Scan the entries for the word "unwrap". Every line that has it should be copied.

▶ [Data provided]:
******

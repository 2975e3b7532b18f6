use crate::error::{Error, Result};
use serde::Deserialize;
use std::path::{Path, PathBuf};

pub const DEFAULT_CATALOG_URL: &str = "https://gist.githubusercontent.com/hugsy/b950d6c98596c02cc129ead22dfb648c/raw/487c78174b38a595c7e39a22a9a9a58e9690be77/info.json";
pub const DEFAULT_GITHUB_API_URL: &str = "https://api.github.com";
pub const LOCAL_CATALOG_FILE: &str = "info.json";

/// Runtime settings, threaded explicitly into every component that needs them.
#[derive(Debug, Clone)]
pub struct Settings {
    pub dry_run: bool,
    /// Explicit catalog file; when unset `./info.json` is used if readable.
    pub catalog_path: Option<PathBuf>,
    pub catalog_url: String,
    pub github_api_url: String,
    pub github_token: Option<String>,
    /// Overrides the platform's install directory candidates.
    pub install_dir: Option<PathBuf>,
    /// Overrides the platform's alias file.
    pub alias_file: Option<PathBuf>,
    pub http_timeout_secs: u64,
}

impl Default for Settings {
    fn default() -> Self {
        Self {
            dry_run: false,
            catalog_path: None,
            catalog_url: DEFAULT_CATALOG_URL.to_string(),
            github_api_url: DEFAULT_GITHUB_API_URL.to_string(),
            github_token: None,
            install_dir: None,
            alias_file: None,
            http_timeout_secs: 60,
        }
    }
}

/// On-disk config file (`~/.config/modern/config.toml` by default). Every key is optional.
#[derive(Debug, Deserialize, Clone, Default)]
#[serde(deny_unknown_fields)]
pub struct FileConfig {
    #[serde(default)]
    pub catalog_path: Option<PathBuf>,
    #[serde(default)]
    pub catalog_url: Option<String>,
    #[serde(default)]
    pub github_api_url: Option<String>,
    #[serde(default)]
    pub install_dir: Option<PathBuf>,
    #[serde(default)]
    pub alias_file: Option<PathBuf>,
    #[serde(default)]
    pub http_timeout_secs: Option<u64>,
}

impl FileConfig {
    pub fn default_path() -> Option<PathBuf> {
        dirs::config_dir().map(|d| d.join("modern").join("config.toml"))
    }

    /// Missing file is not an error; a malformed one is.
    pub fn load(path: &Path) -> Result<Option<Self>> {
        if !path.exists() {
            return Ok(None);
        }
        let data = fs_err::read_to_string(path)?;
        let cfg = toml::from_str::<FileConfig>(&data)
            .map_err(|e| Error::Config(format!("{}: {e}", path.display())))?;
        Ok(Some(cfg))
    }
}

impl Settings {
    pub fn with_file_config(mut self, file: FileConfig) -> Self {
        if file.catalog_path.is_some() {
            self.catalog_path = file.catalog_path;
        }
        if let Some(url) = file.catalog_url {
            self.catalog_url = url;
        }
        if let Some(url) = file.github_api_url {
            self.github_api_url = url;
        }
        if file.install_dir.is_some() {
            self.install_dir = file.install_dir;
        }
        if file.alias_file.is_some() {
            self.alias_file = file.alias_file;
        }
        if let Some(secs) = file.http_timeout_secs {
            self.http_timeout_secs = secs;
        }
        self
    }

    pub fn local_catalog(&self) -> Option<PathBuf> {
        if let Some(p) = &self.catalog_path {
            return Some(p.clone());
        }
        let local = PathBuf::from(LOCAL_CATALOG_FILE);
        local.is_file().then_some(local)
    }
}

#[cfg(test)]
mod tests {
    use super::*;

    #[test]
    fn missing_file_is_none() {
        let dir = tempfile::tempdir().unwrap();
        assert!(FileConfig::load(&dir.path().join("nope.toml")).unwrap().is_none());
    }

    #[test]
    fn file_values_override_defaults() {
        let dir = tempfile::tempdir().unwrap();
        let path = dir.path().join("config.toml");
        std::fs::write(
            &path,
            "install_dir = \"/opt/bin\"\nhttp_timeout_secs = 5\ncatalog_url = \"https://example.com/info.json\"\n",
        )
        .unwrap();
        let file = FileConfig::load(&path).unwrap().unwrap();
        let s = Settings::default().with_file_config(file);
        assert_eq!(s.install_dir, Some(PathBuf::from("/opt/bin")));
        assert_eq!(s.http_timeout_secs, 5);
        assert_eq!(s.catalog_url, "https://example.com/info.json");
        assert_eq!(s.github_api_url, DEFAULT_GITHUB_API_URL);
        assert!(s.alias_file.is_none());
    }

    #[test]
    fn unknown_keys_are_config_errors() {
        let dir = tempfile::tempdir().unwrap();
        let path = dir.path().join("config.toml");
        std::fs::write(&path, "instal_dir = \"/opt/bin\"\n").unwrap();
        assert!(matches!(FileConfig::load(&path), Err(Error::Config(_))));
    }

    #[test]
    fn explicit_catalog_path_wins() {
        let s = Settings {
            catalog_path: Some(PathBuf::from("/tmp/catalog.json")),
            ..Settings::default()
        };
        assert_eq!(s.local_catalog(), Some(PathBuf::from("/tmp/catalog.json")));
    }
}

******

▶ [Written response]:
        let dir = tempfile::tempdir().unwrap();
        assert!(FileConfig::load(&dir.path().join("nope.toml")).unwrap().is_none());
        let dir = tempfile::tempdir().unwrap();
        .unwrap();
        let file = FileConfig::load(&path).unwrap().unwrap();
        let dir = tempfile::tempdir().unwrap();
        std::fs::write(&path, "instal_dir = \"/opt/bin\"\n").unwrap();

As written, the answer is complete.